* [Provided data]:
-------------------------

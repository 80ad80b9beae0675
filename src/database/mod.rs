mod connection;

pub use connection::{check_health, create_pool, run_migrations};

-------------------------

* [Task requirements]: All of the data above should be duplicated exactly.

* [Task solution]:
repository 80ad80b9beae0675
filename src/database/mod.rs
mod connection;

pub use connection::{check_health, create_pool, run_migrations};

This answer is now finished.